## What is being asked
Your answer should hold exactly the lines from the one containing "(bit 8) survives" through the end of the material, and no others.

'''

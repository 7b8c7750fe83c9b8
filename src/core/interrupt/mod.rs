// SPDX-License-Identifier: Apache-2.0
// Copyright 2025 rogem contributors
//
// Licensed under the Apache License, Version 2.0 (the "License");
// you may not use this file except in compliance with the License.
// You may obtain a copy of the License at
//
//     http://www.apache.org/licenses/LICENSE-2.0
//
// Unless required by applicable law or agreed to in writing, software
// distributed under the License is distributed on an "AS IS" BASIS,
// WITHOUT WARRANTIES OR CONDITIONS OF ANY KIND, either express or implied.
// See the License for the specific language governing permissions and
// limitations under the License.

//! Interrupt Controller
//!
//! Manages the I_STAT/I_MASK register pair at 0x1F801070/0x1F801074.
//! Devices raise their line by setting the matching I_STAT bit; the
//! CPU sees the wire as COP0 Cause.IP2 whenever `(I_STAT & I_MASK)`
//! is non-zero. Writing I_STAT acknowledges: `I_STAT &= written`.
//!
//! ## Interrupt Sources (bit positions)
//!
//! ```text
//! Bit  | Source
//! -----|--------------------
//! 0    | VBLANK
//! 1    | GPU
//! 2    | CDROM
//! 3    | DMA
//! 4    | TIMER0
//! 5    | TIMER1
//! 6    | TIMER2
//! 7    | CONTROLLER_MEMCARD
//! 8    | SIO
//! 9    | SPU
//! 10   | LIGHTPEN
//! ```

use crate::core::error::Result;
use crate::core::state::StateBuffer;

/// Interrupt source bit flags for I_STAT and I_MASK
pub mod interrupts {
    /// Vertical blank (bit 0)
    pub const VBLANK: u16 = 1 << 0;
    /// GPU command interrupt (bit 1)
    pub const GPU: u16 = 1 << 1;
    /// CD-ROM controller (bit 2)
    pub const CDROM: u16 = 1 << 2;
    /// DMA transfer complete (bit 3)
    pub const DMA: u16 = 1 << 3;
    /// Timer 0 (bit 4)
    pub const TIMER0: u16 = 1 << 4;
    /// Timer 1 (bit 5)
    pub const TIMER1: u16 = 1 << 5;
    /// Timer 2 (bit 6)
    pub const TIMER2: u16 = 1 << 6;
    /// Controller / memory card ACK (bit 7)
    pub const CONTROLLER_MEMCARD: u16 = 1 << 7;
    /// Serial port (bit 8)
    pub const SIO: u16 = 1 << 8;
    /// Sound processing unit (bit 9)
    pub const SPU: u16 = 1 << 9;
    /// Lightpen / PIO (bit 10)
    pub const LIGHTPEN: u16 = 1 << 10;
}

/// Interrupt Controller
///
/// # Example
///
/// ```
/// use rogem::core::interrupt::{interrupts, InterruptController};
///
/// let mut ic = InterruptController::new();
/// ic.request(interrupts::VBLANK);
/// ic.write_mask(interrupts::VBLANK as u32);
/// assert!(ic.is_pending());
///
/// // Acknowledge: write 0 to the bit to clear
/// ic.write_status(!interrupts::VBLANK as u32);
/// assert!(!ic.is_pending());
/// ```
pub struct InterruptController {
    /// I_STAT - pending interrupt lines
    status: u16,

    /// I_MASK - which lines reach the CPU
    mask: u16,
}

impl InterruptController {
    /// Create a controller with all lines cleared and masked
    pub fn new() -> Self {
        Self { status: 0, mask: 0 }
    }

    /// Raise interrupt line(s)
    ///
    /// Called by devices; multiple bits may be ORed together.
    pub fn request(&mut self, interrupt: u16) {
        self.status |= interrupt;
        log::trace!(
            "IRQ requested: 0x{:04X}, status=0x{:04X}",
            interrupt,
            self.status
        );
    }

    /// Whether any unmasked line is active
    pub fn is_pending(&self) -> bool {
        (self.status & self.mask) != 0
    }

    /// Read I_STAT
    pub fn read_status(&self) -> u32 {
        self.status as u32
    }

    /// Write I_STAT (acknowledge)
    ///
    /// Bits written as 0 are cleared; bits written as 1 keep their
    /// current value.
    pub fn write_status(&mut self, value: u32) {
        self.status &= value as u16;
        log::trace!("IRQ acknowledged, status=0x{:04X}", self.status);
    }

    /// Read I_MASK
    pub fn read_mask(&self) -> u32 {
        self.mask as u32
    }

    /// Write I_MASK
    pub fn write_mask(&mut self, value: u32) {
        self.mask = value as u16;
        log::debug!("IRQ mask set: 0x{:04X}", self.mask);
    }

    /// Halfword lane read: offset from I_STAT (0, 2, 4, 6)
    pub fn read_lane16(&self, offset: u32) -> u16 {
        match offset {
            0 => self.status,
            2 => 0,
            4 => self.mask,
            6 => 0,
            _ => 0,
        }
    }

    /// Halfword lane write
    pub fn write_lane16(&mut self, offset: u32, value: u16) {
        match offset {
            0 => self.status &= value,
            4 => self.mask = value,
            // upper halves of both registers are fixed zero
            2 | 6 => {}
            _ => {}
        }
    }

    /// Byte lane read: offset from I_STAT (0-7)
    pub fn read_lane8(&self, offset: u32) -> u8 {
        match offset {
            0 => self.status as u8,
            1 => (self.status >> 8) as u8,
            4 => self.mask as u8,
            5 => (self.mask >> 8) as u8,
            _ => 0,
        }
    }

    /// Byte lane write
    ///
    /// Acknowledging through a byte lane leaves the other lane's bits
    /// unchanged.
    pub fn write_lane8(&mut self, offset: u32, value: u8) {
        match offset {
            0 => self.status &= (value as u16) | 0xFF00,
            1 => self.status &= ((value as u16) << 8) | 0x00FF,
            4 => self.mask = (self.mask & 0xFF00) | value as u16,
            5 => self.mask = (self.mask & 0x00FF) | ((value as u16) << 8),
            _ => {}
        }
    }

    /// Serialize I_STAT and I_MASK
    pub fn serialize(&self, buf: &mut StateBuffer) {
        buf.write_u16(self.status);
        buf.write_u16(self.mask);
    }

    /// Restore I_STAT and I_MASK
    pub fn deserialize(&mut self, buf: &mut StateBuffer) -> Result<()> {
        self.status = buf.read_u16()?;
        self.mask = buf.read_u16()?;
        Ok(())
    }
}

impl Default for InterruptController {
    fn default() -> Self {
        Self::new()
    }
}

#[cfg(test)]
mod tests {
    use super::*;

    #[test]
    fn test_request_sets_status() {
        let mut ic = InterruptController::new();
        ic.request(interrupts::CDROM);
        assert_eq!(ic.read_status(), interrupts::CDROM as u32);
    }

    #[test]
    fn test_masked_interrupt_not_pending() {
        let mut ic = InterruptController::new();
        ic.request(interrupts::VBLANK);
        assert!(!ic.is_pending());

        ic.write_mask(interrupts::VBLANK as u32);
        assert!(ic.is_pending());
    }

    #[test]
    fn test_acknowledge_is_and_write() {
        let mut ic = InterruptController::new();
        ic.request(interrupts::VBLANK | interrupts::TIMER0);

        ic.write_status(!interrupts::VBLANK as u32);
        assert_eq!(ic.read_status(), interrupts::TIMER0 as u32);

        // writing 1-bits does not set anything
        ic.write_status(0xFFFF);
        assert_eq!(ic.read_status(), interrupts::TIMER0 as u32);
    }

    #[test]
    fn test_byte_lane_acknowledge() {
        let mut ic = InterruptController::new();
        ic.request(interrupts::SIO | interrupts::VBLANK);

        // Clear only the low byte's VBLANK bit; SIO (bit 8) survives
        ic.write_lane8(0, !(interrupts::VBLANK as u8));
        assert_eq!(ic.read_status(), interrupts::SIO as u32);
    }

    #[test]
    fn test_byte_lane_mask_write() {
        let mut ic = InterruptController::new();
        ic.write_lane8(4, 0x80);
        ic.write_lane8(5, 0x01);
        assert_eq!(ic.read_mask(), 0x0180);
    }

    #[test]
    fn test_halfword_lanes() {
        let mut ic = InterruptController::new();
        ic.write_lane16(4, 0x7FF);
        assert_eq!(ic.read_lane16(4), 0x7FF);
        assert_eq!(ic.read_lane16(2), 0);
    }

    #[test]
    fn test_serialize_round_trip() {
        let mut ic = InterruptController::new();
        ic.request(interrupts::DMA | interrupts::SPU);
        ic.write_mask(0x3F);

        let mut buf = StateBuffer::new();
        ic.serialize(&mut buf);

        let mut restored = InterruptController::new();
        let mut buf = StateBuffer::from_bytes(buf.into_bytes());
        restored.deserialize(&mut buf).unwrap();

        assert_eq!(restored.read_status(), ic.read_status());
        assert_eq!(restored.read_mask(), 0x3F);
    }
}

'''

## Output for this task
        // Clear only the low byte's VBLANK bit; SIO (bit 8) survives
        ic.write_lane8(0, !(interrupts::VBLANK as u8));
        assert_eq!(ic.read_status(), interrupts::SIO as u32);
    }

    #[test]
    fn test_byte_lane_mask_write() {
        let mut ic = InterruptController::new();
        ic.write_lane8(4, 0x80);
        ic.write_lane8(5, 0x01);
        assert_eq!(ic.read_mask(), 0x0180);
    }

    #[test]
    fn test_halfword_lanes() {
        let mut ic = InterruptController::new();
        ic.write_lane16(4, 0x7FF);
        assert_eq!(ic.read_lane16(4), 0x7FF);
        assert_eq!(ic.read_lane16(2), 0);
    }

    #[test]
    fn test_serialize_round_trip() {
        let mut ic = InterruptController::new();
        ic.request(interrupts::DMA | interrupts::SPU);
        ic.write_mask(0x3F);

        let mut buf = StateBuffer::new();
        ic.serialize(&mut buf);

        let mut restored = InterruptController::new();
        let mut buf = StateBuffer::from_bytes(buf.into_bytes());
        restored.deserialize(&mut buf).unwrap();

        assert_eq!(restored.read_status(), ic.read_status());
        assert_eq!(restored.read_mask(), 0x3F);
    }
}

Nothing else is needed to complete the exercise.